▶ What is required:
Line by line, please look for the word "NightAnnounce" in the following records, then copy each line you find it in.

▶ Dataset entries:
##############################

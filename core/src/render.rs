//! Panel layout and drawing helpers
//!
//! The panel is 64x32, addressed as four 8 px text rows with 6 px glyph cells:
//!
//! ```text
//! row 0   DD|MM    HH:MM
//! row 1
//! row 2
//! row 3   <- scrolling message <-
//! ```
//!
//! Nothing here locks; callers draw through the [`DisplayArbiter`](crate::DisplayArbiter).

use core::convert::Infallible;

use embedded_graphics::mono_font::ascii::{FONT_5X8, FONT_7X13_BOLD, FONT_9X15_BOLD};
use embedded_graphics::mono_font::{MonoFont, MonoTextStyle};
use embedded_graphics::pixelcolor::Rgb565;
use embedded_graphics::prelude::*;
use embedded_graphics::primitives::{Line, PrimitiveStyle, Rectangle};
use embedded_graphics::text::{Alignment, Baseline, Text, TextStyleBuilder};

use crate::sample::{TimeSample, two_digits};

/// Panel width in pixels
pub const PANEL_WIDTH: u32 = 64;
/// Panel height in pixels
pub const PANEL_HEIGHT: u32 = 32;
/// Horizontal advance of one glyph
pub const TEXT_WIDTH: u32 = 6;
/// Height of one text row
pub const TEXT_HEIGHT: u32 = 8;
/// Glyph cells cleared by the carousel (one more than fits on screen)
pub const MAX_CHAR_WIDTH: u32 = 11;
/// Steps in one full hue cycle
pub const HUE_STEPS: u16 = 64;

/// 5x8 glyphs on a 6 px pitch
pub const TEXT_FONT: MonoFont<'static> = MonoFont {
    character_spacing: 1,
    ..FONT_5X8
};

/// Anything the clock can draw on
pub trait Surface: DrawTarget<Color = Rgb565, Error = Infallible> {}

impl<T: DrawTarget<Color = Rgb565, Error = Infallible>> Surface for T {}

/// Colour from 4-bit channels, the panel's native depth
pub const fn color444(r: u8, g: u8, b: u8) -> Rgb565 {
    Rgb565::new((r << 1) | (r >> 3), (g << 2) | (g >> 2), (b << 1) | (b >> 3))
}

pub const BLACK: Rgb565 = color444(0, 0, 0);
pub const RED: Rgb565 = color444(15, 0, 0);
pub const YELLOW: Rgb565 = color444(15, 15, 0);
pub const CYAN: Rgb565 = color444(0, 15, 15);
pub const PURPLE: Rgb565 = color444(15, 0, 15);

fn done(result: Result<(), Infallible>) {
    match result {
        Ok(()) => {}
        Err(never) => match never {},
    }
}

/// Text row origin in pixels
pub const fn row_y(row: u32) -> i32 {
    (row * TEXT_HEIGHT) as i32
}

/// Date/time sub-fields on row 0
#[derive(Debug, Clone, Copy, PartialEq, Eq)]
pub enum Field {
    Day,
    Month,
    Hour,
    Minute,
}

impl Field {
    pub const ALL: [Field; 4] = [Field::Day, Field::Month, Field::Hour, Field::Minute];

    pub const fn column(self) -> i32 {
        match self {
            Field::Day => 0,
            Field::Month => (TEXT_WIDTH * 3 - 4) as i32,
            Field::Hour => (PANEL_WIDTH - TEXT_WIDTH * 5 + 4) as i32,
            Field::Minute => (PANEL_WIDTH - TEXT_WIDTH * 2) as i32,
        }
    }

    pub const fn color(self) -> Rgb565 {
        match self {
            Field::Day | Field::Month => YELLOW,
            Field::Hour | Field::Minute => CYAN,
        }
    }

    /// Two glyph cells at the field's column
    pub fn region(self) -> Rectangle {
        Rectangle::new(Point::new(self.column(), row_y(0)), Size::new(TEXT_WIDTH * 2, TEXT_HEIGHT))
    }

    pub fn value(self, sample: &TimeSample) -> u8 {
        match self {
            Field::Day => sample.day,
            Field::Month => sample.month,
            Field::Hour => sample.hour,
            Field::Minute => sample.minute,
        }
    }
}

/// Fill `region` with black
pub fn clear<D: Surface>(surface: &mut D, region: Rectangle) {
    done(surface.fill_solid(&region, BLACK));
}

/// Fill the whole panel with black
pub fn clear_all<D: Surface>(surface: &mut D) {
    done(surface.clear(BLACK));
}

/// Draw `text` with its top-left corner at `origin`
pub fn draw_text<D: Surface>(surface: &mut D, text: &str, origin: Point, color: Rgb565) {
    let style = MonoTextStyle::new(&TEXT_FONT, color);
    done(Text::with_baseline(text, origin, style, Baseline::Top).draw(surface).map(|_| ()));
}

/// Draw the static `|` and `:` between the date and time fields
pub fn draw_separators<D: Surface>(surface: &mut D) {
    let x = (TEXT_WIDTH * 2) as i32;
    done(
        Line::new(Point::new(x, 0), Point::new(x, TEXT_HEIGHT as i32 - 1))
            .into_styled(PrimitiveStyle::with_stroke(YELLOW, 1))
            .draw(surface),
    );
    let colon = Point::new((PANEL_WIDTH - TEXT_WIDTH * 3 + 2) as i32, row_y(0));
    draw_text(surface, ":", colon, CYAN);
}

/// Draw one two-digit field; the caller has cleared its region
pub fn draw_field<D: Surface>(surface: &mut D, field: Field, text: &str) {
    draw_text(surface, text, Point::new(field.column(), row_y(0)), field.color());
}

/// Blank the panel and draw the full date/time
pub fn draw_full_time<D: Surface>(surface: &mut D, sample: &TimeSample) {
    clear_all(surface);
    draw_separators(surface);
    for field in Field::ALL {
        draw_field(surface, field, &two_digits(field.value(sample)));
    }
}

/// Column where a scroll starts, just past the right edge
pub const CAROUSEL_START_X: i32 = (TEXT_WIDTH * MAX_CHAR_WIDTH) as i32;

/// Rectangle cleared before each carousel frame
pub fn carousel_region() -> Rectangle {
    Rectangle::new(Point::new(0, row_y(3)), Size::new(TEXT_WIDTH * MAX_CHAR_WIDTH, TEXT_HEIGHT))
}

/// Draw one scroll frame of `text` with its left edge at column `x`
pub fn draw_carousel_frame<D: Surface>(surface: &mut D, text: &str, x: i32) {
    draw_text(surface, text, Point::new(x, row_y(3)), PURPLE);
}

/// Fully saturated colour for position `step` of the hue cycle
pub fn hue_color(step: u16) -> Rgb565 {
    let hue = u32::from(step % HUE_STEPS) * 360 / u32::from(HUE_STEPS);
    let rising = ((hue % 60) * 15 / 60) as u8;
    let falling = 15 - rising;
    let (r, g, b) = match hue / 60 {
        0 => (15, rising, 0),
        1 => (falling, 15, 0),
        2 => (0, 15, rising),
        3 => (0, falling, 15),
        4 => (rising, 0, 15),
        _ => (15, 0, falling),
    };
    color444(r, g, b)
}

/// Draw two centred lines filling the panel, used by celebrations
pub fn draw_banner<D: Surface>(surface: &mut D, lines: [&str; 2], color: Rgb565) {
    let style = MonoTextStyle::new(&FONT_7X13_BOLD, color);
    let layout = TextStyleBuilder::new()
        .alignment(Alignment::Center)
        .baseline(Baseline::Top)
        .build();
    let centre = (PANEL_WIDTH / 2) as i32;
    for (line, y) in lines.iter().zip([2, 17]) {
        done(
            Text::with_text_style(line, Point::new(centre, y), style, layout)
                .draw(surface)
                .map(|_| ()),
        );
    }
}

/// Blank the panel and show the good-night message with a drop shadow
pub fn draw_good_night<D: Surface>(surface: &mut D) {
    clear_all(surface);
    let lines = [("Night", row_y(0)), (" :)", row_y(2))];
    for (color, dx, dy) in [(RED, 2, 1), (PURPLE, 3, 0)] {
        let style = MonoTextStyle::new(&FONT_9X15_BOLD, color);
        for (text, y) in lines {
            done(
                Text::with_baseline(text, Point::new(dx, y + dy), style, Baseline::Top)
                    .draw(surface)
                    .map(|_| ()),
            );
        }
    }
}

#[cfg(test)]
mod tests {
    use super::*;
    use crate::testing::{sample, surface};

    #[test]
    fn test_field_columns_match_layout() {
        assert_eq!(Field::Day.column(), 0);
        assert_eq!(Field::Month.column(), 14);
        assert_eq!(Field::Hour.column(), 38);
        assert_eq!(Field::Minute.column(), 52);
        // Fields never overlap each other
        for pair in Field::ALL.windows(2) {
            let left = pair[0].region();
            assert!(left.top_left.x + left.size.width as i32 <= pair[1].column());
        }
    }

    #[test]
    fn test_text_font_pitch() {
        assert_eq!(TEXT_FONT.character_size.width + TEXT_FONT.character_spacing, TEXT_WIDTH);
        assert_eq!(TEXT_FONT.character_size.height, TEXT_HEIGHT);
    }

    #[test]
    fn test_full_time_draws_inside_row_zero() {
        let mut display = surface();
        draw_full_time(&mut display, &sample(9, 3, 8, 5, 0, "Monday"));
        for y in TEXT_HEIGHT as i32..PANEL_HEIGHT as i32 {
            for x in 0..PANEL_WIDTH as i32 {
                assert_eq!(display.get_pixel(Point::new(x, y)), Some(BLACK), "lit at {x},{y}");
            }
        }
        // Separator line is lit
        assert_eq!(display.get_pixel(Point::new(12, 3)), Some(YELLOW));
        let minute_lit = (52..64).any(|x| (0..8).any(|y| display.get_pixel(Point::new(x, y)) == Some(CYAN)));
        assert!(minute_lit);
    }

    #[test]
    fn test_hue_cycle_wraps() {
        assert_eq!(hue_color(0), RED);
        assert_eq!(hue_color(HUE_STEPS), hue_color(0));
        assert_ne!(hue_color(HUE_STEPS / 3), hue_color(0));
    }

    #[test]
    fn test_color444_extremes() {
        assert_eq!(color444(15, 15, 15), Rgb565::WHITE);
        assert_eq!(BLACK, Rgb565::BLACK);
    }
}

##############################

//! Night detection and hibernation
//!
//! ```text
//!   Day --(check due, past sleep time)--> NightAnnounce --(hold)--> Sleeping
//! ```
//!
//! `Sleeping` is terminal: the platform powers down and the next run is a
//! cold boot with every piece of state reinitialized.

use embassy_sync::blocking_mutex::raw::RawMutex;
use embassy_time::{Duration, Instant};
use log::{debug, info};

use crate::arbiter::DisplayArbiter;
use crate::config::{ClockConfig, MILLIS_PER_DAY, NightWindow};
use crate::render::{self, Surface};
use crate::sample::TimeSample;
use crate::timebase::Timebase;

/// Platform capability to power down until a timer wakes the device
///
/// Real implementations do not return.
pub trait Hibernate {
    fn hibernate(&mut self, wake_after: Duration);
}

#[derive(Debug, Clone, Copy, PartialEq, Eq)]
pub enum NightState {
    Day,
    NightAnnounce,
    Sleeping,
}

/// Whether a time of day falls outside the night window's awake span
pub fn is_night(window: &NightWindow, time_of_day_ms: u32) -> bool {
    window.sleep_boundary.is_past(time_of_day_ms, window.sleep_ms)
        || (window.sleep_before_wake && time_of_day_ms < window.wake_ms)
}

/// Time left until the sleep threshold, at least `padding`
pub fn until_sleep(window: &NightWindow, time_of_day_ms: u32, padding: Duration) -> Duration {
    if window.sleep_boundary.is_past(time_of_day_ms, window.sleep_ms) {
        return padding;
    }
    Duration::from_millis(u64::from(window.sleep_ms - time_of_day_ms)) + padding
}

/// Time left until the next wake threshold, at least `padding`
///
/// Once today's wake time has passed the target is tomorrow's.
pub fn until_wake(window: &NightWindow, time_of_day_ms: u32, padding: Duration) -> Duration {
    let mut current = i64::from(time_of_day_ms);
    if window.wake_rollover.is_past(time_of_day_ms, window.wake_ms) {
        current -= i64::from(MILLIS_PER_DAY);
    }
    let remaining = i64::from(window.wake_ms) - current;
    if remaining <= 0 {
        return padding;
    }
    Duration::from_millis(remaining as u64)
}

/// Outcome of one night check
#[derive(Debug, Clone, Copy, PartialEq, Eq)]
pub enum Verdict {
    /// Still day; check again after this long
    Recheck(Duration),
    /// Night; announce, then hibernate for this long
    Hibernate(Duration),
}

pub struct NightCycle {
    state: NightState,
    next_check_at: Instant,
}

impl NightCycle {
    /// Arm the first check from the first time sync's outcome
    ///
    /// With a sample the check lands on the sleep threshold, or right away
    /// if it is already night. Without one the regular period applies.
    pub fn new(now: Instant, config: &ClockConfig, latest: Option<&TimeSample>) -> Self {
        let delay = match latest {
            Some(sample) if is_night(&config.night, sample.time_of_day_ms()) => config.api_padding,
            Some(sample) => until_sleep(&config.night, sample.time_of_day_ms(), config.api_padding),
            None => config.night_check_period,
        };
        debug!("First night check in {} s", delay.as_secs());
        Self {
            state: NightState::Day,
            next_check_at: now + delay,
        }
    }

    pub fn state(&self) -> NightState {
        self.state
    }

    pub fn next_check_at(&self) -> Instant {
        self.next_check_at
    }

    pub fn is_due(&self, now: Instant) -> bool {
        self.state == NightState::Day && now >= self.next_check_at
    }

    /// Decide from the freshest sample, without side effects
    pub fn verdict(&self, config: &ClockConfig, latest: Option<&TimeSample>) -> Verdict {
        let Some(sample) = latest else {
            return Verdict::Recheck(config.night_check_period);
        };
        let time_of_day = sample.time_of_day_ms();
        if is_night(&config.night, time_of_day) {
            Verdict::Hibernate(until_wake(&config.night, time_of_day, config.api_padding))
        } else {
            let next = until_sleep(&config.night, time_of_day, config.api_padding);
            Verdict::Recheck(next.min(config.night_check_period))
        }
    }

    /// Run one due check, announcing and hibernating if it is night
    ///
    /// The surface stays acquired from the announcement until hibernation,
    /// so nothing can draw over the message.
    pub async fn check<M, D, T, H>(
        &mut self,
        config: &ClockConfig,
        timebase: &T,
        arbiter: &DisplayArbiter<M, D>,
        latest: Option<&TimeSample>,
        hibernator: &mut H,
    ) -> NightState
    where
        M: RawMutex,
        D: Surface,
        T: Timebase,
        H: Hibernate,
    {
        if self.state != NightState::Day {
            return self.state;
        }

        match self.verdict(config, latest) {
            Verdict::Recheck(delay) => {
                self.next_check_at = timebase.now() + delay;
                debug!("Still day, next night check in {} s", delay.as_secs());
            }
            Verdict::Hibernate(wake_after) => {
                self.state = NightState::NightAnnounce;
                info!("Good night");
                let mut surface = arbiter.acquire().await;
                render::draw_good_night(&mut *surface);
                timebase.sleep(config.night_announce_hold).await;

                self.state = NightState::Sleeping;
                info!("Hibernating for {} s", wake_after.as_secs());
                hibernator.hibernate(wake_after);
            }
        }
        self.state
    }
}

##############################

▶ Answer box:
//!   Day --(check due, past sleep time)--> NightAnnounce --(hold)--> Sleeping
    NightAnnounce,
                self.state = NightState::NightAnnounce;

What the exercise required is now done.